(DATA Opens)

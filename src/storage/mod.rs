//! Persistent user state
//!
//! Durable, quota-bounded key/value layer for user convenience data: saved
//! evacuation routes, the preparation checklist, the language preference, and the
//! last viewed cyclone. Persistence is best-effort: every failure is logged and
//! surfaces as an empty or default result, never as an error the UI has to
//! handle.

mod backend;

pub use backend::{KvBackend, MemoryBackend, SqliteBackend};

use crate::clock::Clock;
use serde::de::DeserializeOwned;
use serde::{Deserialize, Serialize};
use std::sync::Arc;
use std::time::Duration;

/// Key namespace for every record this store owns
const NAMESPACE: &str = "stormdeck:";
/// Route records live under this prefix, one record per source/destination pair
const ROUTE_PREFIX: &str = "stormdeck:route:";
const CHECKLIST_KEY: &str = "stormdeck:checklist";
const LAST_CYCLONE_KEY: &str = "stormdeck:last_cyclone";
/// The language preference never expires and is never evicted by quota
const LANGUAGE_KEY: &str = "stormdeck:language";

/// Total serialized size budget across all namespaced records
pub const DEFAULT_QUOTA_BYTES: u64 = 5 * 1024 * 1024;
/// Records older than this are invalid and purged on read
pub const DEFAULT_MAX_AGE: Duration = Duration::from_secs(30 * 24 * 60 * 60);

/// A user-saved evacuation route
#[derive(Debug, Clone, PartialEq, Serialize, Deserialize)]
pub struct SavedRoute {
    pub id: String,
    pub source: String,
    pub destination: String,
    /// Set by the store at write time (epoch ms)
    #[serde(default)]
    pub saved_at: i64,
}

/// One preparation checklist entry
#[derive(Debug, Clone, PartialEq, Serialize, Deserialize)]
pub struct ChecklistItem {
    pub id: String,
    pub done: bool,
}

/// The whole preparation checklist
#[derive(Debug, Clone, Default, PartialEq, Serialize, Deserialize)]
pub struct ChecklistState {
    pub items: Vec<ChecklistItem>,
    /// Set by the store at write time (epoch ms)
    #[serde(default)]
    pub last_updated: i64,
}

/// Envelope wrapping every persisted payload with its write time
#[derive(Debug, Serialize, Deserialize)]
struct PersistedRecord<T> {
    payload: T,
    stored_at: i64,
}

/// UTF-16 byte size of a serialized value (2 bytes per code unit)
fn utf16_size(value: &str) -> u64 {
    value.encode_utf16().count() as u64 * 2
}

/// Normalized eviction/dedup key segment for a route pair
fn route_key(source: &str, destination: &str) -> String {
    format!(
        "{}{}|{}",
        ROUTE_PREFIX,
        source.trim().to_lowercase(),
        destination.trim().to_lowercase()
    )
}

/// Quota-bounded persistent store over an injected key/value backend
pub struct PersistentStore {
    backend: Box<dyn KvBackend>,
    clock: Arc<dyn Clock>,
    quota_bytes: u64,
    max_age: Duration,
}

impl PersistentStore {
    pub fn new(backend: Box<dyn KvBackend>, clock: Arc<dyn Clock>) -> Self {
        Self::with_limits(backend, clock, DEFAULT_QUOTA_BYTES, DEFAULT_MAX_AGE)
    }

    pub fn with_limits(
        backend: Box<dyn KvBackend>,
        clock: Arc<dyn Clock>,
        quota_bytes: u64,
        max_age: Duration,
    ) -> Self {
        Self {
            backend,
            clock,
            quota_bytes,
            max_age,
        }
    }

    // ---- generic record plumbing ----

    fn write_record<T: Serialize>(&self, key: &str, payload: &T) {
        let record = PersistedRecord {
            payload,
            stored_at: self.clock.now_ms(),
        };
        let serialized = match serde_json::to_string(&record) {
            Ok(s) => s,
            Err(e) => {
                tracing::error!(operation = "write_record", key, error = %e, "Serialization failed");
                return;
            }
        };
        if let Err(e) = self.backend.set(key, &serialized) {
            tracing::error!(operation = "write_record", key, error = %e, "Backend write failed");
        }
    }

    /// Read a record, purging it when corrupt or (for non-exempt keys) too old
    fn read_record<T: DeserializeOwned>(&self, key: &str) -> Option<T> {
        let raw = match self.backend.get(key) {
            Ok(Some(raw)) => raw,
            Ok(None) => return None,
            Err(e) => {
                tracing::error!(operation = "read_record", key, error = %e, "Backend read failed");
                return None;
            }
        };

        let record: PersistedRecord<T> = match serde_json::from_str(&raw) {
            Ok(record) => record,
            Err(e) => {
                tracing::warn!(operation = "read_record", key, error = %e, "Deleting corrupt record");
                self.remove_quiet(key);
                return None;
            }
        };

        if key != LANGUAGE_KEY {
            let age_ms = self.clock.now_ms() - record.stored_at;
            if age_ms > self.max_age.as_millis() as i64 {
                tracing::debug!(key, age_ms, "Purging aged-out record");
                self.remove_quiet(key);
                return None;
            }
        }

        Some(record.payload)
    }

    fn remove_quiet(&self, key: &str) {
        if let Err(e) = self.backend.remove(key) {
            tracing::error!(operation = "remove", key, error = %e, "Backend delete failed");
        }
    }

    fn namespaced_keys(&self) -> Vec<String> {
        match self.backend.keys() {
            Ok(keys) => keys
                .into_iter()
                .filter(|k| k.starts_with(NAMESPACE))
                .collect(),
            Err(e) => {
                tracing::error!(operation = "keys", error = %e, "Backend key listing failed");
                Vec::new()
            }
        }
    }

    // ---- routes ----

    /// Save a route, replacing any existing route for the same source/destination
    /// pair (the new id and timestamp win)
    pub fn save_route(&self, mut route: SavedRoute) {
        route.saved_at = self.clock.now_ms();
        let key = route_key(&route.source, &route.destination);
        self.write_record(&key, &route);
        self.enforce_quota();
    }

    /// All saved routes still within the age budget, oldest first
    pub fn saved_routes(&self) -> Vec<SavedRoute> {
        let mut routes: Vec<SavedRoute> = self
            .namespaced_keys()
            .into_iter()
            .filter(|k| k.starts_with(ROUTE_PREFIX))
            .filter_map(|k| self.read_record(&k))
            .collect();
        routes.sort_by_key(|r| r.saved_at);
        routes
    }

    pub fn delete_route(&self, source: &str, destination: &str) {
        self.remove_quiet(&route_key(source, destination));
    }

    // ---- checklist ----

    pub fn save_checklist(&self, mut state: ChecklistState) {
        state.last_updated = self.clock.now_ms();
        self.write_record(CHECKLIST_KEY, &state);
        self.enforce_quota();
    }

    pub fn checklist(&self) -> Option<ChecklistState> {
        self.read_record(CHECKLIST_KEY)
    }

    // ---- language preference (exempt from expiry and eviction) ----

    pub fn set_language(&self, language: &str) {
        self.write_record(LANGUAGE_KEY, &language.to_string());
    }

    pub fn language(&self) -> Option<String> {
        self.read_record(LANGUAGE_KEY)
    }

    // ---- last viewed cyclone ----

    pub fn set_last_cyclone(&self, cyclone_id: &str) {
        self.write_record(LAST_CYCLONE_KEY, &cyclone_id.to_string());
    }

    pub fn last_cyclone(&self) -> Option<String> {
        self.read_record(LAST_CYCLONE_KEY)
    }

    // ---- maintenance ----

    /// Delete every non-exempt record older than the given age; corrupt records
    /// are deleted outright
    pub fn clear_older_than(&self, max_age: Duration) {
        let cutoff = self.clock.now_ms() - max_age.as_millis() as i64;

        for key in self.namespaced_keys() {
            if key == LANGUAGE_KEY {
                continue;
            }
            let raw = match self.backend.get(&key) {
                Ok(Some(raw)) => raw,
                Ok(None) => continue,
                Err(e) => {
                    tracing::error!(operation = "clear_older_than", key, error = %e, "Backend read failed");
                    continue;
                }
            };
            match serde_json::from_str::<PersistedRecord<serde_json::Value>>(&raw) {
                Ok(record) if record.stored_at < cutoff => {
                    tracing::debug!(key, "Sweeping aged-out record");
                    self.remove_quiet(&key);
                }
                Ok(_) => {}
                Err(_) => {
                    tracing::warn!(key, "Sweeping corrupt record");
                    self.remove_quiet(&key);
                }
            }
        }
    }

    /// Delete every namespaced record, exempt ones included
    pub fn clear_all(&self) {
        for key in self.namespaced_keys() {
            self.remove_quiet(&key);
        }
    }

    /// Total UTF-16 byte size of all namespaced serialized values
    pub fn total_size(&self) -> u64 {
        self.namespaced_keys()
            .into_iter()
            .filter_map(|k| self.backend.get(&k).ok().flatten())
            .map(|v| utf16_size(&v))
            .sum()
    }

    /// Evict oldest non-exempt records one at a time until under quota
    ///
    /// Eviction is by age, not size or access frequency; simplicity over
    /// optimality is a deliberate tradeoff for convenience data.
    fn enforce_quota(&self) {
        while self.total_size() > self.quota_bytes {
            let mut evictable: Vec<(String, i64)> = Vec::new();

            for key in self.namespaced_keys() {
                if key == LANGUAGE_KEY {
                    continue;
                }
                let raw = match self.backend.get(&key) {
                    Ok(Some(raw)) => raw,
                    _ => continue,
                };
                match serde_json::from_str::<PersistedRecord<serde_json::Value>>(&raw) {
                    Ok(record) => evictable.push((key, record.stored_at)),
                    Err(_) => {
                        // Corrupt entries count against quota; reclaim them first
                        self.remove_quiet(&key);
                    }
                }
            }

            let oldest = evictable.into_iter().min_by_key(|(_, stored_at)| *stored_at);
            match oldest {
                Some((key, _)) => {
                    tracing::info!(key = %key, "Evicting oldest record to stay under quota");
                    self.remove_quiet(&key);
                }
                // Nothing left to evict; exempt records alone exceed the quota
                None => break,
            }
        }
    }
}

(DATA Closes)

BRIEF:
Whenever a line in the material above holds the string "source", copy that line in full.

WRITTEN SOLUTION:
/// Route records live under this prefix, one record per source/destination pair
    pub source: String,
fn route_key(source: &str, destination: &str) -> String {
        source.trim().to_lowercase(),
    /// Save a route, replacing any existing route for the same source/destination
        let key = route_key(&route.source, &route.destination);
    pub fn delete_route(&self, source: &str, destination: &str) {
        self.remove_quiet(&route_key(source, destination));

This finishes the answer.